◆ What the task requires:
Can you restate the records below word for word?

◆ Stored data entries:
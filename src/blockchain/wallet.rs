//! Signing identity.
//!
//! # Security
//! - Private keys are loaded ONLY from environment variables
//! - Keys are never logged or serialized
//! - One key per process; it is never rotated at runtime

use alloy::consensus::TxEnvelope;
use alloy::network::{EthereumWallet, TransactionBuilder};
use alloy::primitives::Address;
use alloy::rpc::types::TransactionRequest;
use alloy::signers::local::PrivateKeySigner;

use crate::blockchain::types::{BlockchainError, BlockchainResult};

/// Environment variable name for the private key.
pub const PRIVATE_KEY_ENV_VAR: &str = "PAYMENT_ROUTER_PRIVATE_KEY";

/// The process-wide key that signs every outgoing payment.
#[derive(Clone)]
pub struct SigningIdentity {
    /// Address derived from the key.
    address: Address,
    /// Wallet wrapping the signer, used to seal transaction requests.
    wallet: EthereumWallet,
    /// Chain ID for EIP-155 replay protection.
    chain_id: u64,
}

impl SigningIdentity {
    /// Create an identity from a hex-encoded private key string.
    ///
    /// # Arguments
    /// * `private_key_hex` - Hex string (with or without 0x prefix)
    /// * `chain_id` - Chain ID for transaction signing
    pub fn from_private_key(private_key_hex: &str, chain_id: u64) -> BlockchainResult<Self> {
        let key_hex = private_key_hex.strip_prefix("0x").unwrap_or(private_key_hex);

        let signer: PrivateKeySigner = key_hex
            .parse()
            .map_err(|e| BlockchainError::Wallet(format!("Invalid private key format: {}", e)))?;
        let address = signer.address();

        tracing::info!(
            address = %address,
            chain_id = chain_id,
            "Signing identity initialized"
        );

        Ok(Self {
            address,
            wallet: EthereumWallet::from(signer),
            chain_id,
        })
    }

    /// Load the identity from environment variable.
    ///
    /// Reads `PAYMENT_ROUTER_PRIVATE_KEY` from environment.
    pub fn from_env(chain_id: u64) -> BlockchainResult<Self> {
        let private_key = std::env::var(PRIVATE_KEY_ENV_VAR).map_err(|_| {
            BlockchainError::Wallet(format!(
                "Environment variable {} not set",
                PRIVATE_KEY_ENV_VAR
            ))
        })?;

        Self::from_private_key(&private_key, chain_id)
    }

    /// Get the signer's address.
    pub fn address(&self) -> Address {
        self.address
    }

    /// Get the chain ID this identity signs for.
    pub fn chain_id(&self) -> u64 {
        self.chain_id
    }

    /// Sign a fully populated transaction request.
    ///
    /// The request must carry nonce, gas price and gas limit; the sender
    /// and chain ID are forced to this identity's.
    pub async fn sign(&self, request: TransactionRequest) -> BlockchainResult<TxEnvelope> {
        request
            .with_from(self.address)
            .with_chain_id(self.chain_id)
            .build(&self.wallet)
            .await
            .map_err(|e| BlockchainError::Signing(e.to_string()))
    }
}

impl std::fmt::Debug for SigningIdentity {
    fn fmt(&self, f: &mut std::fmt::Formatter<'_>) -> std::fmt::Result {
        f.debug_struct("SigningIdentity")
            .field("address", &self.address)
            .field("chain_id", &self.chain_id)
            .finish_non_exhaustive()
    }
}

◆ Solution:
filename src/blockchain/wallet.rs
//! Signing identity.
//!
//! # Security
//! - Private keys are loaded ONLY from environment variables
//! - Keys are never logged or serialized
//! - One key per process; it is never rotated at runtime

use alloy::consensus::TxEnvelope;
use alloy::network::{EthereumWallet, TransactionBuilder};
use alloy::primitives::Address;
use alloy::rpc::types::TransactionRequest;
use alloy::signers::local::PrivateKeySigner;

use crate::blockchain::types::{BlockchainError, BlockchainResult};

/// Environment variable name for the private key.
pub const PRIVATE_KEY_ENV_VAR: &str = "PAYMENT_ROUTER_PRIVATE_KEY";

/// The process-wide key that signs every outgoing payment.
#[derive(Clone)]
pub struct SigningIdentity {
    /// Address derived from the key.
    address: Address,
    /// Wallet wrapping the signer, used to seal transaction requests.
    wallet: EthereumWallet,
    /// Chain ID for EIP-155 replay protection.
    chain_id: u64,
}

impl SigningIdentity {
    /// Create an identity from a hex-encoded private key string.
    ///
    /// # Arguments
    /// * `private_key_hex` - Hex string (with or without 0x prefix)
    /// * `chain_id` - Chain ID for transaction signing
    pub fn from_private_key(private_key_hex: &str, chain_id: u64) -> BlockchainResult<Self> {
        let key_hex = private_key_hex.strip_prefix("0x").unwrap_or(private_key_hex);

        let signer: PrivateKeySigner = key_hex
            .parse()
            .map_err(|e| BlockchainError::Wallet(format!("Invalid private key format: {}", e)))?;
        let address = signer.address();

        tracing::info!(
            address = %address,
            chain_id = chain_id,
            "Signing identity initialized"
        );

        Ok(Self {
            address,
            wallet: EthereumWallet::from(signer),
            chain_id,
        })
    }

    /// Load the identity from environment variable.
    ///
    /// Reads `PAYMENT_ROUTER_PRIVATE_KEY` from environment.
    pub fn from_env(chain_id: u64) -> BlockchainResult<Self> {
        let private_key = std::env::var(PRIVATE_KEY_ENV_VAR).map_err(|_| {
            BlockchainError::Wallet(format!(
                "Environment variable {} not set",
                PRIVATE_KEY_ENV_VAR
            ))
        })?;

        Self::from_private_key(&private_key, chain_id)
    }

    /// Get the signer's address.
    pub fn address(&self) -> Address {
        self.address
    }

    /// Get the chain ID this identity signs for.
    pub fn chain_id(&self) -> u64 {
        self.chain_id
    }

    /// Sign a fully populated transaction request.
    ///
    /// The request must carry nonce, gas price and gas limit; the sender
    /// and chain ID are forced to this identity's.
    pub async fn sign(&self, request: TransactionRequest) -> BlockchainResult<TxEnvelope> {
        request
            .with_from(self.address)
            .with_chain_id(self.chain_id)
            .build(&self.wallet)
            .await
            .map_err(|e| BlockchainError::Signing(e.to_string()))
    }
}

impl std::fmt::Debug for SigningIdentity {
    fn fmt(&self, f: &mut std::fmt::Formatter<'_>) -> std::fmt::Result {
        f.debug_struct("SigningIdentity")
            .field("address", &self.address)
            .field("chain_id", &self.chain_id)
            .finish_non_exhaustive()
    }
}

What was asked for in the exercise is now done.